[Stored data entries]
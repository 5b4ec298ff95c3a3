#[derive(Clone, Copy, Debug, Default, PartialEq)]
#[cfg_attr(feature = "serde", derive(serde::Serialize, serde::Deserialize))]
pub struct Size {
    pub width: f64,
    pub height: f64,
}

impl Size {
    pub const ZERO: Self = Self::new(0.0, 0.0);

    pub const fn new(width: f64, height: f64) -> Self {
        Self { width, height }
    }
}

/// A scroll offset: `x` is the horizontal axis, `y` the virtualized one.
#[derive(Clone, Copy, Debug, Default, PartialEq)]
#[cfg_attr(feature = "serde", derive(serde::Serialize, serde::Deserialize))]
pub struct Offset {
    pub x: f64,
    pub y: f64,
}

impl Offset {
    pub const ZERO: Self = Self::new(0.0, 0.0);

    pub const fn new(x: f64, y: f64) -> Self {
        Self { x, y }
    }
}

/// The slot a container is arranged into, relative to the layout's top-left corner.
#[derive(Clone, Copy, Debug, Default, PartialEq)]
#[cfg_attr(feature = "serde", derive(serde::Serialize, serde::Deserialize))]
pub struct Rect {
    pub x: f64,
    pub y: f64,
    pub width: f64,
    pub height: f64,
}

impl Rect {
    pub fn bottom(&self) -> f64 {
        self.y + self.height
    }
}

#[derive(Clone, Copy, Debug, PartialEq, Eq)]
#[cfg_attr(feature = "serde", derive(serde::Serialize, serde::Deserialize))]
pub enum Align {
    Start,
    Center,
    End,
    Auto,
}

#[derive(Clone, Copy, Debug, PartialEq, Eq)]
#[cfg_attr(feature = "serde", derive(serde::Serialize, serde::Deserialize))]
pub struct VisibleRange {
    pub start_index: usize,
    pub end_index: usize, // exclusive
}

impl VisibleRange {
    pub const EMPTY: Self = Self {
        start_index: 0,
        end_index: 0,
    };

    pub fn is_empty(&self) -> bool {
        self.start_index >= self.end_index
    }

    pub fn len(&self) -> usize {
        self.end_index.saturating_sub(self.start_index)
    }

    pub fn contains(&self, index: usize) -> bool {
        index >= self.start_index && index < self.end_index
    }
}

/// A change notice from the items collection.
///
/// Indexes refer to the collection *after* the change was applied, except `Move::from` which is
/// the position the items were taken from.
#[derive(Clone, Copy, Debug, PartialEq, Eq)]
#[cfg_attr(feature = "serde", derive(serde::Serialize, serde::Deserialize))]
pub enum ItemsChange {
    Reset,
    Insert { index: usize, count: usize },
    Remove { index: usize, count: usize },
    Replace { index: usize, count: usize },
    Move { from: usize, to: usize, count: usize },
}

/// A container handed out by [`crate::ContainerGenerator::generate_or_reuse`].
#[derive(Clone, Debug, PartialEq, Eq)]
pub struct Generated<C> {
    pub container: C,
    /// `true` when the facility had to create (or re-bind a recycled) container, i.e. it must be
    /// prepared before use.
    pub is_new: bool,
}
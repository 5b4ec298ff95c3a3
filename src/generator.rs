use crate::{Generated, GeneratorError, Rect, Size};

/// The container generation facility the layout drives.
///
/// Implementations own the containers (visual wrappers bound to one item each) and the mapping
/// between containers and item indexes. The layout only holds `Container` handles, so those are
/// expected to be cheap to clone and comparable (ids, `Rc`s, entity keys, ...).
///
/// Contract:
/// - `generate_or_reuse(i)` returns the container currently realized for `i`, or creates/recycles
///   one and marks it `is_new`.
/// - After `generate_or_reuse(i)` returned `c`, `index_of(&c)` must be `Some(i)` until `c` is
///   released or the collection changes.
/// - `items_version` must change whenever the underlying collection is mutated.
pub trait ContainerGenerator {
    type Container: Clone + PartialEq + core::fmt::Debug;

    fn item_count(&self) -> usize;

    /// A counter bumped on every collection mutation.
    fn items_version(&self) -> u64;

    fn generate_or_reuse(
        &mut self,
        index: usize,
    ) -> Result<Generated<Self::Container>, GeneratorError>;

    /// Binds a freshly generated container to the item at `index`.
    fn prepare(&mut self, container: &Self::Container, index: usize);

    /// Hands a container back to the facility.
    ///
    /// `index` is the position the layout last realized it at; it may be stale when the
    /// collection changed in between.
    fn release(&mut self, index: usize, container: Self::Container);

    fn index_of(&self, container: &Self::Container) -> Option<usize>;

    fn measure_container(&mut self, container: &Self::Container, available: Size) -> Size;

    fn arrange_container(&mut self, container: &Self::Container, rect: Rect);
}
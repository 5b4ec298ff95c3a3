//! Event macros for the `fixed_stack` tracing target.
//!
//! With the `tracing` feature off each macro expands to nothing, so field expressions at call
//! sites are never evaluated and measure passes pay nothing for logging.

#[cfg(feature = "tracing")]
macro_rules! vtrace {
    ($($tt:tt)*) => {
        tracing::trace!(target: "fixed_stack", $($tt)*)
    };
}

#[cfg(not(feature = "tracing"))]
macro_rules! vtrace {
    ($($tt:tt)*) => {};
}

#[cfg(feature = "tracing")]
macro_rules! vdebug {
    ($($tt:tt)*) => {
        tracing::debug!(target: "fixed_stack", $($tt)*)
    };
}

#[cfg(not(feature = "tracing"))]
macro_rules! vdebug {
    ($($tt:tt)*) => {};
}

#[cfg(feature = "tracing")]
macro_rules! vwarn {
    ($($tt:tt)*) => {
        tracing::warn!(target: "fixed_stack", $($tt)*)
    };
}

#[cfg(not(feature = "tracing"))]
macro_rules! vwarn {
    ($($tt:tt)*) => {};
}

### Problem details
Line by line, write out the records above exactly.

### Result of this exercise
repository 5b4ec298ff95c3a3
#[derive(Clone, Copy, Debug, Default, PartialEq)]
#[cfg_attr(feature = "serde", derive(serde::Serialize, serde::Deserialize))]
pub struct Size {
    pub width: f64,
    pub height: f64,
}

impl Size {
    pub const ZERO: Self = Self::new(0.0, 0.0);

    pub const fn new(width: f64, height: f64) -> Self {
        Self { width, height }
    }
}

/// A scroll offset: `x` is the horizontal axis, `y` the virtualized one.
#[derive(Clone, Copy, Debug, Default, PartialEq)]
#[cfg_attr(feature = "serde", derive(serde::Serialize, serde::Deserialize))]
pub struct Offset {
    pub x: f64,
    pub y: f64,
}

impl Offset {
    pub const ZERO: Self = Self::new(0.0, 0.0);

    pub const fn new(x: f64, y: f64) -> Self {
        Self { x, y }
    }
}

/// The slot a container is arranged into, relative to the layout's top-left corner.
#[derive(Clone, Copy, Debug, Default, PartialEq)]
#[cfg_attr(feature = "serde", derive(serde::Serialize, serde::Deserialize))]
pub struct Rect {
    pub x: f64,
    pub y: f64,
    pub width: f64,
    pub height: f64,
}

impl Rect {
    pub fn bottom(&self) -> f64 {
        self.y + self.height
    }
}

#[derive(Clone, Copy, Debug, PartialEq, Eq)]
#[cfg_attr(feature = "serde", derive(serde::Serialize, serde::Deserialize))]
pub enum Align {
    Start,
    Center,
    End,
    Auto,
}

#[derive(Clone, Copy, Debug, PartialEq, Eq)]
#[cfg_attr(feature = "serde", derive(serde::Serialize, serde::Deserialize))]
pub struct VisibleRange {
    pub start_index: usize,
    pub end_index: usize, // exclusive
}

impl VisibleRange {
    pub const EMPTY: Self = Self {
        start_index: 0,
        end_index: 0,
    };

    pub fn is_empty(&self) -> bool {
        self.start_index >= self.end_index
    }

    pub fn len(&self) -> usize {
        self.end_index.saturating_sub(self.start_index)
    }

    pub fn contains(&self, index: usize) -> bool {
        index >= self.start_index && index < self.end_index
    }
}

/// A change notice from the items collection.
///
/// Indexes refer to the collection *after* the change was applied, except `Move::from` which is
/// the position the items were taken from.
#[derive(Clone, Copy, Debug, PartialEq, Eq)]
#[cfg_attr(feature = "serde", derive(serde::Serialize, serde::Deserialize))]
pub enum ItemsChange {
    Reset,
    Insert { index: usize, count: usize },
    Remove { index: usize, count: usize },
    Replace { index: usize, count: usize },
    Move { from: usize, to: usize, count: usize },
}

/// A container handed out by [`crate::ContainerGenerator::generate_or_reuse`].
#[derive(Clone, Debug, PartialEq, Eq)]
pub struct Generated<C> {
    pub container: C,
    /// `true` when the facility had to create (or re-bind a recycled) container, i.e. it must be
    /// prepared before use.
    pub is_new: bool,
}
repository 5b4ec298ff95c3a3
filename src/generator.rs
use crate::{Generated, GeneratorError, Rect, Size};

/// The container generation facility the layout drives.
///
/// Implementations own the containers (visual wrappers bound to one item each) and the mapping
/// between containers and item indexes. The layout only holds `Container` handles, so those are
/// expected to be cheap to clone and comparable (ids, `Rc`s, entity keys, ...).
///
/// Contract:
/// - `generate_or_reuse(i)` returns the container currently realized for `i`, or creates/recycles
///   one and marks it `is_new`.
/// - After `generate_or_reuse(i)` returned `c`, `index_of(&c)` must be `Some(i)` until `c` is
///   released or the collection changes.
/// - `items_version` must change whenever the underlying collection is mutated.
pub trait ContainerGenerator {
    type Container: Clone + PartialEq + core::fmt::Debug;

    fn item_count(&self) -> usize;

    /// A counter bumped on every collection mutation.
    fn items_version(&self) -> u64;

    fn generate_or_reuse(
        &mut self,
        index: usize,
    ) -> Result<Generated<Self::Container>, GeneratorError>;

    /// Binds a freshly generated container to the item at `index`.
    fn prepare(&mut self, container: &Self::Container, index: usize);

    /// Hands a container back to the facility.
    ///
    /// `index` is the position the layout last realized it at; it may be stale when the
    /// collection changed in between.
    fn release(&mut self, index: usize, container: Self::Container);

    fn index_of(&self, container: &Self::Container) -> Option<usize>;

    fn measure_container(&mut self, container: &Self::Container, available: Size) -> Size;

    fn arrange_container(&mut self, container: &Self::Container, rect: Rect);
}
repository 5b4ec298ff95c3a3
//! Event macros for the `fixed_stack` tracing target.
//!
//! With the `tracing` feature off each macro expands to nothing, so field expressions at call
//! sites are never evaluated and measure passes pay nothing for logging.

#[cfg(feature = "tracing")]
macro_rules! vtrace {
    ($($tt:tt)*) => {
        tracing::trace!(target: "fixed_stack", $($tt)*)
    };
}

#[cfg(not(feature = "tracing"))]
macro_rules! vtrace {
    ($($tt:tt)*) => {};
}

#[cfg(feature = "tracing")]
macro_rules! vdebug {
    ($($tt:tt)*) => {
        tracing::debug!(target: "fixed_stack", $($tt)*)
    };
}

#[cfg(not(feature = "tracing"))]
macro_rules! vdebug {
    ($($tt:tt)*) => {};
}

#[cfg(feature = "tracing")]
macro_rules! vwarn {
    ($($tt:tt)*) => {
        tracing::warn!(target: "fixed_stack", $($tt)*)
    };
}

#[cfg(not(feature = "tracing"))]
macro_rules! vwarn {
    ($($tt:tt)*) => {};
}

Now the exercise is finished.